To address the above challenges of screening and designing rubber polymers for carbon capture, we adopted an integrated approach, which includes database surveys, chem-informatics and machine learning, and molecular modeling. Specifically, we have web-scraped the on-line CROW ^[3] polymer database. This database includes important polymer physical properties, such as glass transition temperature (Tg), polymer density, and van-der Waals volume for the repeat unit, from which the polymer free volume fraction was estimated. There are 238 polymers whose physical properties were collected; 111 polymers are rubbers at room temperature. Furthermore, CO₂ and N₂ permeability values in many polymers obtained from the CROW database were estimated using the polymer Genome platform and machine-learning models ^[4] developed by Ramprasad and coworkers. Preliminary calculations show that out of the 111 rubbers, the polydimethylsiloxane (PDMS) polymers exhibit a CO₂ permeability of ~4000 barrer, which is reasonably close to the experimental data and our molecular simulation results. All other rubbers calculated so far exhibit CO₂ permeability much less than 1000 barer. Note that both our molecular simulations and the literature experimental data show that the PDMS rubber polymer exhibits a CO₂/N₂ permeability selectivity of 7-9, much less than 25.

To further functionalize PDMS rubber to increase CO₂/N₂ permeability selectivity while maintaining its high CO₂ permeability, we utilized the computational database, which we recently developed to characterize CO₂ interactions with about 202 different functional groups. We also utilized the simplified molecular-input line-entry system (SMILES) and the RDKit software package implanted in Python to generate molecular structures for the above 111 rubbers to quickly look through the branch-structures of the polymers to functionalize the PDMS polymer. Finally, molecular simulation results of CO₂ and N₂ solubility^[5,6], diffusivity, permeability, and permeability selectivity will be presented for the above functionalized PDMS polymers.

References:

1. Zoelle, R. Newby, “Performance and Cost Sensitivities for Post-Combustion Membrane Systems”, NETL CO₂ capture Technology Project Review Meeting, Pittsburgh, PA, August 13-17, 2018.
2. Membrane Society of Australasia (MSA) Polymer Gas Separation Membrane Database, “https://membrane-australasia.org/msa-activities/polymer-gas-separation-membrane-database/”, accessed and downloaded locally on Aug 23, 2018.

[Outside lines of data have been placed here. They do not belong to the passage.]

//! Waiters for blocking list pops
//!
//! A blocked caller owns an [`Arc<Waiter>`] registered in the wait queue
//! of every key it watches. Queues live inside the shard that owns the
//! key, so registration and hand-off happen under the same shard lock as
//! the list itself: a push can never slip between "list is empty" and
//! "waiter is queued".
//!
//! Each waiter is served at most once. A push hands its element directly
//! to the first still-waiting waiter (FIFO per key). A waiter that times
//! out flips to `Abandoned` under its own lock, so a concurrent push either
//! sees it abandoned and skips it, or served it first and the element is
//! returned to the caller. Nothing is lost either way.

use bytes::Bytes;
use parking_lot::{Condvar, Mutex};
use std::collections::{HashMap, VecDeque};
use std::sync::Arc;
use std::time::Instant;

/// Which end of a list a pop takes from
#[derive(Debug, Clone, Copy, PartialEq, Eq)]
pub enum ListEnd {
    Left,
    Right,
}

impl ListEnd {
    pub(crate) fn pop(self, list: &mut VecDeque<Bytes>) -> Option<Bytes> {
        match self {
            ListEnd::Left => list.pop_front(),
            ListEnd::Right => list.pop_back(),
        }
    }

    pub(crate) fn push(self, list: &mut VecDeque<Bytes>, value: Bytes) {
        match self {
            ListEnd::Left => list.push_front(value),
            ListEnd::Right => list.push_back(value),
        }
    }
}

#[derive(Debug)]
enum WaitState {
    Waiting,
    Served(Bytes, Bytes),
    Abandoned,
}

/// A caller blocked on one or more list keys
#[derive(Debug)]
pub struct Waiter {
    end: ListEnd,
    state: Mutex<WaitState>,
    ready: Condvar,
}

impl Waiter {
    pub fn new(end: ListEnd) -> Arc<Self> {
        Arc::new(Waiter {
            end,
            state: Mutex::new(WaitState::Waiting),
            ready: Condvar::new(),
        })
    }

    pub fn is_waiting(&self) -> bool {
        matches!(*self.state.lock(), WaitState::Waiting)
    }

    /// Pop from `list` into this waiter if it is still waiting
    ///
    /// Returns false (and leaves the list alone) if the waiter was already
    /// served or abandoned.
    pub fn offer(&self, key: &Bytes, list: &mut VecDeque<Bytes>) -> bool {
        let mut state = self.state.lock();
        if !matches!(*state, WaitState::Waiting) {
            return false;
        }
        match self.end.pop(list) {
            Some(value) => {
                *state = WaitState::Served(key.clone(), value);
                self.ready.notify_one();
                true
            }
            None => false,
        }
    }

    /// Block until served or until `deadline` (forever when `None`)
    ///
    /// After this returns the waiter is spent: later offers are refused.
    pub fn wait(&self, deadline: Option<Instant>) -> Option<(Bytes, Bytes)> {
        let mut state = self.state.lock();
        loop {
            if !matches!(*state, WaitState::Waiting) {
                break;
            }
            match deadline {
                Some(deadline) => {
                    if self.ready.wait_until(&mut state, deadline).timed_out() {
                        break;
                    }
                }
                None => self.ready.wait(&mut state),
            }
        }

        match std::mem::replace(&mut *state, WaitState::Abandoned) {
            WaitState::Served(key, value) => Some((key, value)),
            _ => None,
        }
    }
}

/// Per-key FIFO queues of waiters, owned by a shard
#[derive(Debug, Default)]
pub struct WaitQueues {
    queues: HashMap<Bytes, VecDeque<Arc<Waiter>>>,
}

impl WaitQueues {
    pub fn register(&mut self, key: Bytes, waiter: Arc<Waiter>) {
        self.queues.entry(key).or_default().push_back(waiter);
    }

    /// Drop a waiter from a key's queue
    pub fn remove(&mut self, key: &Bytes, waiter: &Arc<Waiter>) {
        if let Some(queue) = self.queues.get_mut(key) {
            queue.retain(|w| !Arc::ptr_eq(w, waiter));
            if queue.is_empty() {
                self.queues.remove(key);
            }
        }
    }

    /// Hand elements of `list` to waiters on `key`, oldest waiter first
    ///
    /// Spent waiters found along the way are discarded. Returns how many
    /// waiters were served.
    pub fn serve(&mut self, key: &Bytes, list: &mut VecDeque<Bytes>) -> usize {
        let Some(queue) = self.queues.get_mut(key) else {
            return 0;
        };

        let mut served = 0;
        while !list.is_empty() {
            let Some(waiter) = queue.pop_front() else {
                break;
            };
            if waiter.offer(key, list) {
                served += 1;
            }
        }

        if queue.is_empty() {
            self.queues.remove(key);
        }
        served
    }

    /// Number of queued waiter registrations
    pub fn len(&self) -> usize {
        self.queues.values().map(|q| q.len()).sum()
    }

    pub fn is_empty(&self) -> bool {
        self.queues.is_empty()
    }
}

3. CROW Polymer Science, http://www.polymerdatabase.com/, web-scraped on August 15 2019.
4. Polymer Genome, “https://www.polymergenome.org/”

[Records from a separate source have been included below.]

//! Stream commands (XADD, XLEN, XRANGE)

use super::{bulk_arg, int_arg, is_option, pair_args, Command, CommandContext};
use crate::error::StoreError;
use crate::protocol::RespValue;
use crate::store::{IdRequest, StreamFields, StreamId};

/// XADD command - Append an entry to a stream
///
/// Syntax: XADD key <* | ms-* | ms-seq> field value [field value ...]
///
/// Replies with the id of the new entry.
pub struct XAddCommand;

impl Command for XAddCommand {
    fn execute(&self, ctx: &CommandContext, args: &[RespValue]) -> RespValue {
        let key = match bulk_arg(args, 0) {
            Ok(k) => k,
            Err(e) => return e,
        };
        let id = match bulk_arg(args, 1).and_then(|raw| IdRequest::parse(&raw).map_err(Into::into)) {
            Ok(id) => id,
            Err(e) => return e,
        };
        let fields = match pair_args(self.name(), args, 2) {
            Ok(f) => f,
            Err(e) => return e,
        };

        match ctx.keyspace.xadd(key, id, fields) {
            Ok(id) => RespValue::bulk_string(id.to_string()),
            Err(e) => e.into(),
        }
    }

    fn name(&self) -> &'static str {
        "XADD"
    }

    fn min_args(&self) -> usize {
        4
    }
}

/// XLEN command - Get the number of entries in a stream
///
/// Syntax: XLEN key
pub struct XLenCommand;

impl Command for XLenCommand {
    fn execute(&self, ctx: &CommandContext, args: &[RespValue]) -> RespValue {
        let key = match bulk_arg(args, 0) {
            Ok(k) => k,
            Err(e) => return e,
        };

        match ctx.keyspace.xlen(&key) {
            Ok(len) => RespValue::integer(len as i64),
            Err(e) => e.into(),
        }
    }

    fn name(&self) -> &'static str {
        "XLEN"
    }

    fn min_args(&self) -> usize {
        1
    }

    fn max_args(&self) -> Option<usize> {
        Some(1)
    }
}

/// XRANGE command - Get entries within an id range
///
/// Syntax: XRANGE key start end [COUNT count]
///
/// `-` and `+` stand for the lowest and highest possible ids.
pub struct XRangeCommand;

impl Command for XRangeCommand {
    fn execute(&self, ctx: &CommandContext, args: &[RespValue]) -> RespValue {
        let key = match bulk_arg(args, 0) {
            Ok(k) => k,
            Err(e) => return e,
        };
        let start = match bound_arg(args, 1, true) {
            Ok(id) => id,
            Err(e) => return e,
        };
        let end = match bound_arg(args, 2, false) {
            Ok(id) => id,
            Err(e) => return e,
        };

        let count = match args.get(3) {
            None => None,
            Some(option) if is_option(option, "COUNT") && args.len() == 5 => {
                match int_arg(args, 4) {
                    Ok(n) => Some(n.max(0) as usize),
                    Err(e) => return e,
                }
            }
            Some(_) => return StoreError::Syntax.into(),
        };

        match ctx.keyspace.xrange(&key, start, end, count) {
            Ok(entries) => RespValue::array(
                entries
                    .into_iter()
                    .map(|(id, fields)| entry_reply(id, fields))
                    .collect(),
            ),
            Err(e) => e.into(),
        }
    }

    fn name(&self) -> &'static str {
        "XRANGE"
    }

    fn min_args(&self) -> usize {
        3
    }

    fn max_args(&self) -> Option<usize> {
        Some(5)
    }
}

fn bound_arg(args: &[RespValue], index: usize, is_start: bool) -> Result<StreamId, RespValue> {
    let raw = bulk_arg(args, index)?;
    StreamId::parse_bound(&raw, is_start).map_err(Into::into)
}

/// `[id, [field, value, ...]]`
fn entry_reply(id: StreamId, fields: StreamFields) -> RespValue {
    RespValue::array(vec![
        RespValue::bulk_string(id.to_string()),
        RespValue::bulk_array(fields.into_iter().flat_map(|(f, v)| [f, v])),
    ])
}

#[cfg(test)]
mod tests {
    use super::*;

    fn args(parts: &[&str]) -> Vec<RespValue> {
        parts.iter().map(|p| RespValue::bulk_string(p.to_string())).collect()
    }

    #[test]
    fn test_xadd_explicit_ids() {
        let ctx = CommandContext::new();
        assert_eq!(
            XAddCommand.execute(&ctx, &args(&["events", "1-1", "kind", "login"])),
            RespValue::bulk_string("1-1")
        );
        assert_eq!(
            XAddCommand.execute(&ctx, &args(&["events", "1-*", "kind", "click"])),
            RespValue::bulk_string("1-2")
        );
        assert_eq!(
            XAddCommand.execute(&ctx, &args(&["events", "1-1", "kind", "late"])),
            RespValue::error(
                "ERR The ID specified in XADD is equal or smaller than the target stream top item"
            )
        );
        assert_eq!(XLenCommand.execute(&ctx, &args(&["events"])), RespValue::integer(2));
    }

    #[test]
    fn test_xadd_auto_id() {
        let ctx = CommandContext::new();
        let first = XAddCommand.execute(&ctx, &args(&["s", "*", "f", "v"]));
        let second = XAddCommand.execute(&ctx, &args(&["s", "*", "f", "v"]));
        assert!(first.as_bulk_string().is_some());
        assert_ne!(first, second);
        assert_eq!(
            ctx.keyspace.type_of(&"s".into()).map(|k| k.type_name()),
            Some("stream")
        );
    }

    #[test]
    fn test_xadd_bad_input() {
        let ctx = CommandContext::new();
        assert!(XAddCommand.execute(&ctx, &args(&["s", "abc", "f", "v"])).is_error());
        assert!(XAddCommand.execute(&ctx, &args(&["s", "1-1", "f"])).is_error());
        assert_eq!(XLenCommand.execute(&ctx, &args(&["s"])), RespValue::integer(0));
    }

    #[test]
    fn test_xrange() {
        let ctx = CommandContext::new();
        for id in ["1-0", "2-0", "2-1", "3-0"] {
            XAddCommand.execute(&ctx, &args(&["s", id, "n", id]));
        }

        let all = XRangeCommand.execute(&ctx, &args(&["s", "-", "+"]));
        assert_eq!(all.as_array().unwrap().len(), 4);

        let within = XRangeCommand.execute(&ctx, &args(&["s", "2", "2"]));
        assert_eq!(within.as_array().unwrap().len(), 2);

        let limited = XRangeCommand.execute(&ctx, &args(&["s", "-", "+", "COUNT", "1"]));
        assert_eq!(
            limited,
            RespValue::array(vec![RespValue::array(vec![
                RespValue::bulk_string("1-0"),
                RespValue::bulk_array(["n", "1-0"]),
            ])])
        );

        assert!(XRangeCommand.execute(&ctx, &args(&["s", "-", "+", "LIMIT", "1"])).is_error());
    }
}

5. Wei Shi, Robert L. Thompson, Megan K. Macala, Kevin Resnik, Janice A. Steckel, Nicholas S. Siefert, and David P. Hopkinson, “Molecular Simulations of CO₂ and H₂ Solubility, CO₂ Diffusivity, and Solvent Viscosity at 298 K for 27 Commercially Available Physical Solvents”, Invited paper to the Chem. Eng. Data, DOI: 10.1021/acs.jced.8b01228, 2019
6. Wei Shi, E. J. Maginn, “Continuous Fractional Component Monte Carlo: An Adaptive Biasing Method for Open System Atomistic Simulations”, Chem. Theory Comput. 2007, 3, 1451-1463.